Lack, a Swiss resident and citizen and an independent investment adviser, was sentenced to five years of probation and fined $7,500 today in federal court in Fort Lauderdale, Florida, where he was indicted in 2011. He surrendered to U.S. authorities on Oct. 14 and pleaded guilty on Feb. 26, when the judge said he was cooperating with prosecutors.
Lack was charged in an indictment with conspiring from 1993 to 2010 to help clients hide assets from the U.S. Internal Revenue Service through accounts at Zurich-based UBS, the largest Swiss bank, and a Swiss cantonal bank. That bank, not named in the indictment, is Basler Kantonalbank, according to a person familiar with the matter.
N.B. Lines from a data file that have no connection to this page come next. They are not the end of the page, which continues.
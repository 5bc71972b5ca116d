use serde::{Deserialize, Serialize};


#[derive(Debug, Clone, Copy, PartialEq, Eq, Serialize, Deserialize)]
#[serde(rename_all = "lowercase")]
pub enum EntryKind {
    File,
    Dir,
}

/// One row of a repository listing as returned by the hosting API. `path` is
/// slash-separated and unique within a snapshot; `name` is the final segment.
#[derive(Debug, Clone, PartialEq, Eq, Serialize, Deserialize)]
pub struct FileEntry {
    pub path: String,
    pub name: String,
    #[serde(rename = "type")]
    pub kind: EntryKind,
    #[serde(default, skip_serializing_if = "Option::is_none")]
    pub size: Option<u64>,
}

impl FileEntry {
    pub fn file(path: &str) -> Self {
        Self::new(path, EntryKind::File)
    }

    pub fn dir(path: &str) -> Self {
        Self::new(path, EntryKind::Dir)
    }

    fn new(path: &str, kind: EntryKind) -> Self {
        let name = path.rsplit('/').next().unwrap_or(path).to_string();
        Self {
            path: path.to_string(),
            name,
            kind,
            size: None,
        }
    }
}

/// Derived, hierarchical view over a flat entry set. Rebuilt from scratch
/// whenever the entry set changes; never patched in place.
#[derive(Debug, Clone, PartialEq, Eq)]
pub struct FileTreeNode {
    pub path: String,
    pub name: String,
    pub kind: EntryKind,
    pub children: Vec<FileTreeNode>,
}

impl FileTreeNode {
    fn dir(path: String, name: String) -> Self {
        Self {
            path,
            name,
            kind: EntryKind::Dir,
            children: Vec::new(),
        }
    }

    /// Children in display order: directories before files, then
    /// case-sensitive alphabetical by name. Display policy only; the stored
    /// child order is construction order.
    pub fn sorted_children(&self) -> Vec<&FileTreeNode> {
        let mut sorted: Vec<&FileTreeNode> = self.children.iter().collect();
        sorted.sort_by(|a, b| {
            let rank = |n: &FileTreeNode| match n.kind {
                EntryKind::Dir => 0u8,
                EntryKind::File => 1u8,
            };
            rank(a).cmp(&rank(b)).then_with(|| a.name.cmp(&b.name))
        });
        sorted
    }
}

/// Converts a flat listing into a nested tree rooted at `root_name`.
/// Intermediate directories are created on demand and reused, so files
/// sharing a prefix never produce duplicate folders.
pub fn build_hierarchy(root_name: &str, entries: &[FileEntry]) -> FileTreeNode {
    let mut root = FileTreeNode::dir(String::new(), root_name.to_string());

    for entry in entries {
        let segments: Vec<&str> = entry.path.split('/').collect();
        let mut current = &mut root;

        for segment in &segments[..segments.len() - 1] {
            let position = current
                .children
                .iter()
                .position(|c| c.kind == EntryKind::Dir && c.name == *segment);
            let index = match position {
                Some(i) => i,
                None => {
                    let child_path = join_path(&current.path, segment);
                    current
                        .children
                        .push(FileTreeNode::dir(child_path, segment.to_string()));
                    current.children.len() - 1
                }
            };
            current = &mut current.children[index];
        }

        let leaf_name = segments[segments.len() - 1];
        let already_present = current
            .children
            .iter()
            .any(|c| c.name == leaf_name && c.kind == entry.kind);
        if !already_present {
            current.children.push(FileTreeNode {
                path: entry.path.clone(),
                name: leaf_name.to_string(),
                kind: entry.kind,
                children: Vec::new(),
            });
        }
    }

    root
}

fn join_path(parent: &str, name: &str) -> String {
    if parent.is_empty() {
        name.to_string()
    } else {
        format!("{parent}/{name}")
    }
}

/// Indented listing of the whole tree in display order, one node per line.
pub fn render_listing(root: &FileTreeNode) -> String {
    let mut out = String::new();
    for child in root.sorted_children() {
        render_node(child, 0, &mut out);
    }
    out
}

fn render_node(node: &FileTreeNode, depth: usize, out: &mut String) {
    for _ in 0..depth {
        out.push_str("  ");
    }
    out.push_str(&node.name);
    if node.kind == EntryKind::Dir {
        out.push('/');
    }
    out.push('\n');
    for child in node.sorted_children() {
        render_node(child, depth + 1, out);
    }
}

/// Paths of all file entries, in original listing order.
pub fn file_paths(entries: &[FileEntry]) -> Vec<String> {
    entries
        .iter()
        .filter(|e| e.kind == EntryKind::File)
        .map(|e| e.path.clone())
        .collect()
}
Lack worked at UBS until he founded his own management firm, Lack & Partner Asset Management AG, in Zurich in 2002, according to prosecutors. He “would and did solicit U.S. customers to open undeclared accounts at UBS and cantonal bank because Swiss bank secrecy would assist U.S. customers to conceal their ownership of the accounts,” according to the indictment.
About three dozen foreign bankers, lawyers and advisers and more than 70 taxpayers have been charged in the past five years. Thirteen Swiss banks are under criminal investigation after Credit Suisse AG pleaded guilty last week to helping Americans evade taxes.
More than 43,000 U.S. taxpayers have avoided prosecution since 2009 by voluntarily disclosing their offshore accounts to the IRS and paying back taxes and penalties.
Other former UBS bankers who pleaded guilty are Christos Bagios, Renzo Gadola and Bradley Birkenfeld. After serving a prison sentence, Birkenfeld received a whistle-blower award of $104 million for revealing how UBS helped Americans evade taxes.
Gadola pleaded guilty in December 2010, admitting he serviced hundreds of secret Swiss accounts at UBS from 1995 to 2008 and later as an asset manager. He helped U.S. prosecutors and was given five years’ probation by a judge who cited his “extraordinary cooperation.”
Gadola and Lack were accused of discouraging taxpayers from joining the IRS voluntary disclosure program.